Potential Challenges and How to Address


It is important to learn about the potential challenges other organizations or programs have faced and how they dealt with them. What might your challenges be and are there potential solutions? Below are some challenges from existing programs. This list is not comprehensive and not all peer support programs will face such challenges:

  • Program resistance: Sometimes a person will resist and make it hard to start your program. If this is a key person with influence, find out their concerns and use creative means to address them
  • Adequate peer supporter recruitment: At times, it can be hard to recruit the needed number of peer supporters. Programs use a variety of methods to recruit and boost their numbers.
  • Retaining volunteers: Keeping volunteers in the program takes time and effort.
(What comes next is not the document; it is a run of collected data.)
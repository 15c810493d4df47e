//! IP rate limiting middleware using governor and `tower_governor`.
//!
//! Two limiter tiers:
//! - `auth_rate_limiter`: strict limits for the OTP endpoints (~10/min)
//! - `api_rate_limiter`: relaxed limits for general API traffic (~100/min)
//!
//! These are per-IP backstops; the per-phone OTP send quota lives inside
//! the OTP service where it belongs to the flow's semantics.

use std::net::IpAddr;
use std::sync::Arc;

use axum::http::Request;
use governor::clock::QuantaInstant;
use governor::middleware::NoOpMiddleware;
use tower_governor::{GovernorError, GovernorLayer, governor::GovernorConfigBuilder};

/// Key extractor that trusts the reverse proxy's client-IP headers before
/// falling back to the peer address headers.
#[derive(Clone, Copy)]
pub struct ProxyIpKeyExtractor;

impl tower_governor::key_extractor::KeyExtractor for ProxyIpKeyExtractor {
    type Key = IpAddr;

    fn extract<T>(&self, req: &Request<T>) -> Result<Self::Key, GovernorError> {
        let headers = req.headers();

        // First IP in the X-Forwarded-For chain is the client
        if let Some(ip) = headers
            .get("x-forwarded-for")
            .and_then(|v| v.to_str().ok())
            .and_then(|s| s.split(',').next())
            .and_then(|s| s.trim().parse::<IpAddr>().ok())
        {
            return Ok(ip);
        }

        if let Some(ip) = headers
            .get("x-real-ip")
            .and_then(|v| v.to_str().ok())
            .and_then(|s| s.trim().parse::<IpAddr>().ok())
        {
            return Ok(ip);
        }

        Err(GovernorError::UnableToExtractKey)
    }
}

/// Rate limiter layer type for Axum.
pub type RateLimiterLayer =
    GovernorLayer<ProxyIpKeyExtractor, NoOpMiddleware<QuantaInstant>, axum::body::Body>;

/// Create rate limiter for OTP/auth endpoints: ~10 requests per minute per IP.
///
/// Configuration: 1 request every 6 seconds (replenish), burst of 5.
/// Brute-forcing codes or hammering sends from one address dies here
/// before reaching the per-phone quota.
///
/// # Panics
///
/// This function will not panic. The configuration uses only valid positive
/// integers (`per_second(6)` and `burst_size(5)`), which are always accepted
/// by `GovernorConfigBuilder`.
#[must_use]
pub fn auth_rate_limiter() -> RateLimiterLayer {
    let config = GovernorConfigBuilder::default()
        .key_extractor(ProxyIpKeyExtractor)
        .per_second(6) // Replenish 1 token every 6 seconds (~10/minute)
        .burst_size(5) // Allow burst of 5 requests
        .finish()
        .expect("rate limiter config with per_second(6) and burst_size(5) is valid");
    GovernorLayer::new(Arc::new(config))
}

/// Create rate limiter for general API: ~100 requests per minute per IP.
///
/// Configuration: 1 request per second (replenish), burst of 50.
///
/// # Panics
///
/// This function will not panic. The configuration uses only valid positive
/// integers (`per_second(1)` and `burst_size(50)`), which are always accepted
/// by `GovernorConfigBuilder`.
#[must_use]
pub fn api_rate_limiter() -> RateLimiterLayer {
    let config = GovernorConfigBuilder::default()
        .key_extractor(ProxyIpKeyExtractor)
        .per_second(1) // Replenish quickly
        .burst_size(50) // Allow burst of 50 requests
        .finish()
        .expect("rate limiter config with per_second(1) and burst_size(50) is valid");
    GovernorLayer::new(Arc::new(config))
}
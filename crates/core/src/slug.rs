//! URL slug normalization.
//!
//! Every path that derives a slug from display text (product create/update,
//! catalog seeding, offline re-slugging) goes through [`slugify`]. Uniqueness
//! is a separate concern handled by the storefront's slug resolver against
//! the catalog store.

use unicode_normalization::UnicodeNormalization;
use unicode_normalization::char::is_combining_mark;

/// Normalize display text into a URL-safe slug token.
///
/// - Decomposes Unicode (NFKD) and drops combining marks, so `Café` → `cafe`
/// - Lowercases
/// - Replaces every run of characters outside `[a-z0-9]` with a single `-`
/// - Trims leading and trailing separators
///
/// The result matches `^[a-z0-9]+(-[a-z0-9]+)*$`, or is empty when the input
/// has no usable characters (callers substitute an opaque token in that
/// case; an empty slug is never persisted).
///
/// ```
/// use marigold_core::slugify;
///
/// assert_eq!(slugify("Café Crème Léggings!!"), "cafe-creme-leggings");
/// assert_eq!(slugify("  Red   Top  "), "red-top");
/// assert_eq!(slugify("!!!"), "");
/// ```
#[must_use]
pub fn slugify(text: &str) -> String {
    let mut out = String::with_capacity(text.len());
    let mut pending_separator = false;

    for decomposed in text.nfkd() {
        if is_combining_mark(decomposed) {
            continue;
        }
        for ch in decomposed.to_lowercase() {
            if ch.is_ascii_alphanumeric() {
                if pending_separator && !out.is_empty() {
                    out.push('-');
                }
                pending_separator = false;
                out.push(ch);
            } else {
                pending_separator = true;
            }
        }
    }

    out
}

#[cfg(test)]
mod tests {
    use super::*;

    /// Charset predicate from the slug invariant: lowercase ASCII
    /// alphanumerics in `-`-separated runs.
    fn is_valid_slug(value: &str) -> bool {
        !value.is_empty()
            && !value.starts_with('-')
            && !value.ends_with('-')
            && !value.contains("--")
            && value
                .chars()
                .all(|ch| ch.is_ascii_lowercase() || ch.is_ascii_digit() || ch == '-')
    }

    #[test]
    fn test_diacritics_stripped() {
        assert_eq!(slugify("Café Crème Léggings!!"), "cafe-creme-leggings");
        assert_eq!(slugify("Über Étoile"), "uber-etoile");
        assert_eq!(slugify("naïve façade"), "naive-facade");
    }

    #[test]
    fn test_symbol_runs_collapse() {
        assert_eq!(slugify("Red -- / Top"), "red-top");
        assert_eq!(slugify("A+B=C"), "a-b-c");
        assert_eq!(slugify("100% Cotton (Pack of 2)"), "100-cotton-pack-of-2");
    }

    #[test]
    fn test_trimmed() {
        assert_eq!(slugify("  Red Top  "), "red-top");
        assert_eq!(slugify("--red-top--"), "red-top");
    }

    #[test]
    fn test_empty_inputs() {
        assert_eq!(slugify(""), "");
        assert_eq!(slugify("   "), "");
        assert_eq!(slugify("!!!"), "");
        // Non-Latin scripts have no ASCII decomposition
        assert_eq!(slugify("कुर्ता"), "");
    }

    #[test]
    fn test_idempotent() {
        for text in [
            "Café Crème Léggings!!",
            "Red Top",
            "100% Cotton",
            "",
            "a-b-c",
            "  spaced   out  ",
        ] {
            let once = slugify(text);
            assert_eq!(slugify(&once), once, "slugify not idempotent for {text:?}");
        }
    }

    #[test]
    fn test_charset_invariant() {
        for text in [
            "Café Crème Léggings!!",
            "Ünïcödé Sôup",
            "!!!leading and trailing!!!",
            "MiXeD CaSe 123",
            "tabs\tand\nnewlines",
        ] {
            let slug = slugify(text);
            assert!(
                slug.is_empty() || is_valid_slug(&slug),
                "invalid slug {slug:?} from {text:?}"
            );
        }
    }
}
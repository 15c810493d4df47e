//! Database operations for storefront `PostgreSQL`.
//!
//! # Tables
//!
//! - `products` - Catalog, with a `LOWER(slug)` unique index as the
//!   authoritative slug-uniqueness guard
//! - `users` - Phone-keyed customers
//! - `otp_challenges` - One live hashed OTP challenge per phone
//! - `orders` / `order_items` - Persisted orders with server-computed totals
//! - tower-sessions storage (created by its own migration)
//!
//! # Migrations
//!
//! Migrations are stored in `crates/storefront/migrations/` and run via:
//! ```bash
//! cargo run -p marigold-cli -- migrate
//! ```
//!
//! All queries are runtime-checked (`sqlx::query_as`/`query_scalar`), so
//! building does not require a live database.

pub mod orders;
pub mod otp;
pub mod products;
pub mod users;

use std::time::Duration;

use secrecy::ExposeSecret;
use sqlx::PgPool;
use sqlx::postgres::PgPoolOptions;
use thiserror::Error;

pub use orders::OrderRepository;
pub use otp::OtpChallengeRepository;
pub use products::ProductRepository;
pub use users::UserRepository;

/// Errors that can occur during repository operations.
#[derive(Debug, Error)]
pub enum RepositoryError {
    /// Database error from sqlx.
    #[error("database error: {0}")]
    Database(#[from] sqlx::Error),

    /// Data in the database is corrupted or invalid.
    #[error("data corruption: {0}")]
    DataCorruption(String),

    /// Requested entity was not found.
    #[error("not found")]
    NotFound,

    /// Constraint violation (e.g., unique slug or phone).
    #[error("constraint violation: {0}")]
    Conflict(String),
}

impl RepositoryError {
    /// Map a sqlx error, turning unique violations into [`Self::Conflict`].
    pub(crate) fn from_sqlx(err: sqlx::Error, conflict_message: &str) -> Self {
        if let sqlx::Error::Database(ref db_err) = err
            && db_err.is_unique_violation()
        {
            return Self::Conflict(conflict_message.to_owned());
        }
        Self::Database(err)
    }
}

/// Create a `PostgreSQL` connection pool with sensible defaults.
///
/// # Arguments
///
/// * `database_url` - `PostgreSQL` connection string (wrapped in `SecretString`)
///
/// # Errors
///
/// Returns `sqlx::Error` if the connection cannot be established.
pub async fn create_pool(database_url: &secrecy::SecretString) -> Result<PgPool, sqlx::Error> {
    PgPoolOptions::new()
        .max_connections(10)
        .min_connections(2)
        .acquire_timeout(Duration::from_secs(10))
        .connect(database_url.expose_secret())
        .await
}
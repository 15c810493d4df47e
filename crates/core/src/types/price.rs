//! Monetary amount type.
//!
//! The catalog is priced in a single currency (INR) with no sub-unit in
//! practice, but amounts are carried as decimals so percentage tax math
//! stays exact.

use core::fmt;

use rust_decimal::Decimal;
use serde::{Deserialize, Serialize};

/// A non-negative monetary amount in rupees.
#[derive(Debug, Clone, Copy, PartialEq, Eq, PartialOrd, Ord, Serialize, Deserialize, Default)]
#[serde(transparent)]
pub struct Amount(Decimal);

impl Amount {
    /// The zero amount.
    pub const ZERO: Self = Self(Decimal::ZERO);

    /// Create an amount from a decimal, clamping negatives to zero.
    #[must_use]
    pub fn new(value: Decimal) -> Self {
        Self(value.max(Decimal::ZERO))
    }

    /// Create an amount from a whole number of rupees.
    #[must_use]
    pub fn from_rupees(rupees: i64) -> Self {
        Self::new(Decimal::from(rupees))
    }

    /// Get the underlying decimal value.
    #[must_use]
    pub const fn as_decimal(&self) -> Decimal {
        self.0
    }

    /// True when the amount is zero.
    #[must_use]
    pub fn is_zero(&self) -> bool {
        self.0.is_zero()
    }
}

impl From<Decimal> for Amount {
    fn from(value: Decimal) -> Self {
        Self::new(value)
    }
}

impl fmt::Display for Amount {
    fn fmt(&self, f: &mut fmt::Formatter<'_>) -> fmt::Result {
        write!(f, "\u{20b9}{}", self.0.normalize())
    }
}

// SQLx support (with postgres feature): stored as NUMERIC
#[cfg(feature = "postgres")]
impl sqlx::Type<sqlx::Postgres> for Amount {
    fn type_info() -> sqlx::postgres::PgTypeInfo {
        <Decimal as sqlx::Type<sqlx::Postgres>>::type_info()
    }

    fn compatible(ty: &sqlx::postgres::PgTypeInfo) -> bool {
        <Decimal as sqlx::Type<sqlx::Postgres>>::compatible(ty)
    }
}

#[cfg(feature = "postgres")]
impl<'r> sqlx::Decode<'r, sqlx::Postgres> for Amount {
    fn decode(value: sqlx::postgres::PgValueRef<'r>) -> Result<Self, sqlx::error::BoxDynError> {
        let d = <Decimal as sqlx::Decode<sqlx::Postgres>>::decode(value)?;
        Ok(Self::new(d))
    }
}

#[cfg(feature = "postgres")]
impl sqlx::Encode<'_, sqlx::Postgres> for Amount {
    fn encode_by_ref(
        &self,
        buf: &mut sqlx::postgres::PgArgumentBuffer,
    ) -> Result<sqlx::encode::IsNull, sqlx::error::BoxDynError> {
        <Decimal as sqlx::Encode<sqlx::Postgres>>::encode_by_ref(&self.0, buf)
    }
}

#[cfg(test)]
#[allow(clippy::unwrap_used)]
mod tests {
    use super::*;

    #[test]
    fn test_negative_clamped() {
        assert_eq!(Amount::new(Decimal::from(-5)), Amount::ZERO);
    }

    #[test]
    fn test_from_rupees() {
        assert_eq!(Amount::from_rupees(499).as_decimal(), Decimal::from(499));
    }

    #[test]
    fn test_display_normalizes() {
        let amount = Amount::new(Decimal::new(49900, 2)); // 499.00
        assert_eq!(amount.to_string(), "\u{20b9}499");
    }
}
//! OTP challenge model.

use chrono::{DateTime, Utc};

use marigold_core::Phone;

/// One outstanding verification attempt for a phone number.
///
/// At most one challenge is live per phone (the table keys on the
/// normalized number and sends upsert). The plaintext code never reaches
/// this type; only its digest is stored or compared.
#[derive(Debug, Clone, sqlx::FromRow)]
pub struct OtpChallenge {
    pub phone: Phone,
    /// Base64-encoded SHA-256 digest of the code.
    pub code_hash: String,
    pub expires_at: DateTime<Utc>,
    /// Failed verify count; the challenge dies when this reaches the
    /// configured maximum.
    pub attempts: i32,
    pub created_at: DateTime<Utc>,
}

impl OtpChallenge {
    /// Whether the challenge has passed its expiry timestamp.
    #[must_use]
    pub fn is_expired(&self, now: DateTime<Utc>) -> bool {
        now > self.expires_at
    }
}
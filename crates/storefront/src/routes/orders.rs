//! Checkout and account order route handlers.

use axum::Json;
use axum::extract::{Path, State};
use tracing::instrument;

use marigold_core::OrderId;

use crate::error::Result;
use crate::middleware::AuthSession;
use crate::models::order::{Order, OrderWithItems};
use crate::services::orders::CheckoutRequest;
use crate::state::AppState;

/// `POST /orders` - create an order from the submitted cart lines.
///
/// Totals in the payload, if any, are ignored; the order service
/// recomputes them from the lines.
#[instrument(skip(state, auth, request))]
pub async fn create_order(
    State(state): State<AppState>,
    auth: AuthSession,
    Json(request): Json<CheckoutRequest>,
) -> Result<Json<OrderWithItems>> {
    let order = state.orders().create(auth.user.id, request).await?;
    Ok(Json(order))
}

/// `GET /account/orders` - the logged-in user's order history.
#[instrument(skip(state, auth))]
pub async fn account_orders(
    State(state): State<AppState>,
    auth: AuthSession,
) -> Result<Json<Vec<Order>>> {
    let orders = state.orders().list_for_user(auth.user.id).await?;
    Ok(Json(orders))
}

/// `GET /account/orders/{id}` - one order with its lines.
#[instrument(skip(state, auth))]
pub async fn account_order_detail(
    State(state): State<AppState>,
    auth: AuthSession,
    Path(id): Path<i64>,
) -> Result<Json<OrderWithItems>> {
    let order = state
        .orders()
        .get_for_user(auth.user.id, OrderId::new(id))
        .await?;
    Ok(Json(order))
}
While most volunteers are personally motivated, having a strong personal relationship with other program leaders and staff may increase their desire to stay with the program.

"It's mostly by word of mouth…There's actually a little piece of the website there that talks about the volunteer group and has a bio of all of us who are on there and how we got started and what things we do and what things we're interested in, so certainly [it is] there if anybody has an interest."

Quote from a program leader
  • Managing volunteers: Volunteers need to be trained, supervised, and supported. Occasionally, they will need to be counseled or even released from the program.

"On the relationship end of things, I would say volunteers are like a garden. I mean, it's like what I said to you before, and you really have to know your volunteers. And you have to take good care of them. You can't just plant them and walk away."

Quote from a program leader
  • Matching options: Peer support programs offer a variety of people with many different conditions and needs. Sometimes it may not be possible to match a participant with one of your supporters. You might have to be flexible when looking for a good match. Many programs have geographic challenges; one option is to conduct support sessions through an online video chat (Google hangout, Skype, or by phone).

"…when we make a match, we can make it based on the criteria that the parent is looking for. And it’s not always based on disability, but sometimes it’s based on some issue that the child is facing because of that disability…"

Quote from a program leader
  • Fixing a poor match: Despite the best efforts of all concerned, sometimes a match will not work. Ensure a process is in place to connect the participant with another supporter. For example, the peer supporters may let the program leader know that the match is not working well, and the leader can then match the participant with another supporter.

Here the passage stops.